12.07. No Implied Waiver; No Jury Trial.

Except as otherwise set forth herein, the rights and remedies of the Parties to this Agreement are cumulative and not alternative. Neither the failure nor delay by any Party in exercising any right, power or privilege under this Agreement or the documents referred to in this Agreement shall operate as a waiver of such right, power or privilege, and no single or partial exercise of any such right, power or privilege shall preclude any other or further exercise of such right, power or privilege or the exercise of any other right, power or privilege. No waiver or discharge of any Claim or right under this Agreement shall be valid unless in writing and executed by the Party against whom such change, waiver or discharge is sought to be enforced, and is signed by the Primary Coordinator of each of the Parties.
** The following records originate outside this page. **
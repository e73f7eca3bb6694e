//! Core functionalities.
mod agent;
mod env;
mod policy;
mod step;
pub use agent::Agent;
pub use env::Env;
pub use policy::{Configurable, Policy};
use std::fmt::Debug;
pub use step::Step;

/// An observation of an environment.
///
/// An observation is a dense array of `f32` values in row-major order.
/// Observations emitted by an environment share the same shape, which allows
/// stacking them into a batch without copying element by element.
pub trait Obs: Clone + Debug + Send + 'static {
    /// Returns the shape of the observation.
    fn shape(&self) -> &[usize];

    /// Returns the values of the observation in row-major order.
    fn as_slice(&self) -> &[f32];

    /// Returns the number of values in the observation.
    fn numel(&self) -> usize {
        self.shape().iter().product()
    }
}

/// An [`Obs`] backed by a vector.
#[derive(Clone, Debug, PartialEq)]
pub struct ArrayObs {
    shape: Vec<usize>,
    data: Vec<f32>,
}

impl ArrayObs {
    /// Creates an observation.
    ///
    /// Returns an error if the length of `data` does not match `shape`.
    pub fn new(shape: Vec<usize>, data: Vec<f32>) -> anyhow::Result<Self> {
        let n: usize = shape.iter().product();
        if n != data.len() {
            return Err(crate::error::BorderError::ObsShapeMismatch {
                expected: shape,
                actual: vec![data.len()],
            }
            .into());
        }
        Ok(Self { shape, data })
    }

    /// Creates a one-dimensional observation.
    pub fn from_vec(data: Vec<f32>) -> Self {
        Self {
            shape: vec![data.len()],
            data,
        }
    }

    /// Consumes the observation and returns its values.
    pub fn into_vec(self) -> Vec<f32> {
        self.data
    }
}

impl Obs for ArrayObs {
    fn shape(&self) -> &[usize] {
        &self.shape
    }

    fn as_slice(&self) -> &[f32] {
        &self.data
    }
}

#[cfg(test)]
mod test {
    use super::*;

    #[test]
    fn test_array_obs_shape_check() {
        assert!(ArrayObs::new(vec![2, 3], vec![0.0; 6]).is_ok());
        assert!(ArrayObs::new(vec![2, 3], vec![0.0; 5]).is_err());

        let obs = ArrayObs::from_vec(vec![1.0, 2.0]);
        assert_eq!(obs.shape(), &[2]);
        assert_eq!(obs.numel(), 2);
    }
}
//! The learner loop of asynchronous training.
mod base;
mod config;
mod stat;
pub use base::AsyncTrainer;
pub use config::AsyncTrainerConfig;
pub use stat::{AsyncTrainStat, StopReason};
Any other attempted discharge or waiver shall have no effect, regardless of its form. EACH PARTY HEREBY WAIVES, TO THE FULLEST EXTENT ALLOWED UNDER LEGAL REQUIREMENTS, ANY RIGHT IT MAY HAVE TO A TRIAL BY JURY IN RESPECT OF ANY LITIGATION DIRECTLY OR INDIRECTLY ARISING OUT OF, UNDER OR IN CONNECTION WITH THIS AGREEMENT.

12.08. Severability.

If any provision of this Agreement is held invalid or unenforceable by any court of competent jurisdiction, the other provisions of this Agreement shall remain in full force and effect. Any provision of this Agreement held invalid or unenforceable only in part or degree shall remain in full force and effect to the extent not held invalid or unenforceable.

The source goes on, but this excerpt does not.